[Extracted records Boundary: Start]

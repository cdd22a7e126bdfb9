//! Tokenizer for condition expressions.

use crate::error::ExprError;

#[derive(Debug, Clone, PartialEq)]
pub(crate) enum Token {
    Ident(String),
    Int(i64),
    Float(f64),
    Str(String),
    True,
    False,
    Null,
    Dot,
    Comma,
    LParen,
    RParen,
    LBracket,
    RBracket,
    Question,
    Colon,
    Eq,      // ==
    Ne,      // !=
    Gt,      // >
    Lt,      // <
    Ge,      // >=
    Le,      // <=
    And,     // &&
    Or,      // ||
    Not,     // !
    In,      // in
    Plus,    // +
    Minus,   // -
    Star,    // *
    Slash,   // /
    Percent, // %
}

pub(crate) fn tokenize(input: &str) -> Result<Vec<Token>, ExprError> {
    let mut tokens = Vec::new();
    let chars: Vec<char> = input.chars().collect();
    let mut i = 0;

    let next_is = |i: usize, c: char| i + 1 < chars.len() && chars[i + 1] == c;

    while i < chars.len() {
        let c = chars[i];
        let (tok, width) = match c {
            ' ' | '\t' | '\n' | '\r' => {
                i += 1;
                continue;
            }
            '.' => (Token::Dot, 1),
            ',' => (Token::Comma, 1),
            '(' => (Token::LParen, 1),
            ')' => (Token::RParen, 1),
            '[' => (Token::LBracket, 1),
            ']' => (Token::RBracket, 1),
            '?' => (Token::Question, 1),
            ':' => (Token::Colon, 1),
            '+' => (Token::Plus, 1),
            '-' => (Token::Minus, 1),
            '*' => (Token::Star, 1),
            '/' => (Token::Slash, 1),
            '%' => (Token::Percent, 1),
            '=' if next_is(i, '=') => (Token::Eq, 2),
            '!' if next_is(i, '=') => (Token::Ne, 2),
            '!' => (Token::Not, 1),
            '>' if next_is(i, '=') => (Token::Ge, 2),
            '>' => (Token::Gt, 1),
            '<' if next_is(i, '=') => (Token::Le, 2),
            '<' => (Token::Lt, 1),
            '&' if next_is(i, '&') => (Token::And, 2),
            '|' if next_is(i, '|') => (Token::Or, 2),
            '"' | '\'' => {
                let (s, consumed) = lex_string(&chars[i..], c)?;
                (Token::Str(s), consumed)
            }
            c if c.is_ascii_digit() => {
                let start = i;
                let mut end = i;
                while end < chars.len() && chars[end].is_ascii_digit() {
                    end += 1;
                }
                let is_float = end + 1 < chars.len() && chars[end] == '.' && chars[end + 1].is_ascii_digit();
                if is_float {
                    end += 1;
                    while end < chars.len() && chars[end].is_ascii_digit() {
                        end += 1;
                    }
                }
                let num_str: String = chars[start..end].iter().collect();
                let tok = if is_float {
                    Token::Float(num_str.parse().map_err(|_| {
                        ExprError::parse(format!("invalid float `{num_str}`"))
                    })?)
                } else {
                    Token::Int(num_str.parse().map_err(|_| {
                        ExprError::parse(format!("integer literal out of range `{num_str}`"))
                    })?)
                };
                (tok, end - start)
            }
            c if c.is_ascii_alphabetic() || c == '_' => {
                let start = i;
                let mut end = i;
                while end < chars.len() && (chars[end].is_ascii_alphanumeric() || chars[end] == '_') {
                    end += 1;
                }
                let word: String = chars[start..end].iter().collect();
                let tok = match word.as_str() {
                    "true" => Token::True,
                    "false" => Token::False,
                    "null" => Token::Null,
                    "in" => Token::In,
                    _ => Token::Ident(word),
                };
                (tok, end - start)
            }
            c => {
                return Err(ExprError::parse(format!("unexpected character `{c}`")));
            }
        };
        tokens.push(tok);
        i += width;
    }
    Ok(tokens)
}

/// Lex a quoted string starting at `chars[0]` (the opening quote).
/// Returns the unescaped contents and the number of chars consumed.
fn lex_string(chars: &[char], quote: char) -> Result<(String, usize), ExprError> {
    let mut out = String::new();
    let mut i = 1;
    while i < chars.len() {
        match chars[i] {
            c if c == quote => return Ok((out, i + 1)),
            '\\' => {
                let esc = chars
                    .get(i + 1)
                    .ok_or_else(|| ExprError::parse("unterminated string literal"))?;
                out.push(match esc {
                    'n' => '\n',
                    't' => '\t',
                    'r' => '\r',
                    '\\' => '\\',
                    '\'' => '\'',
                    '"' => '"',
                    other => {
                        return Err(ExprError::parse(format!("unknown escape `\\{other}`")));
                    }
                });
                i += 2;
            }
            c => {
                out.push(c);
                i += 1;
            }
        }
    }
    Err(ExprError::parse("unterminated string literal"))
}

[Extracted records Boundary: End]

Instructions to follow: Look through the entries above. Extract each line with the word "other".

Result:
                    other => {
                        return Err(ExprError::parse(format!("unknown escape `\\{other}`")));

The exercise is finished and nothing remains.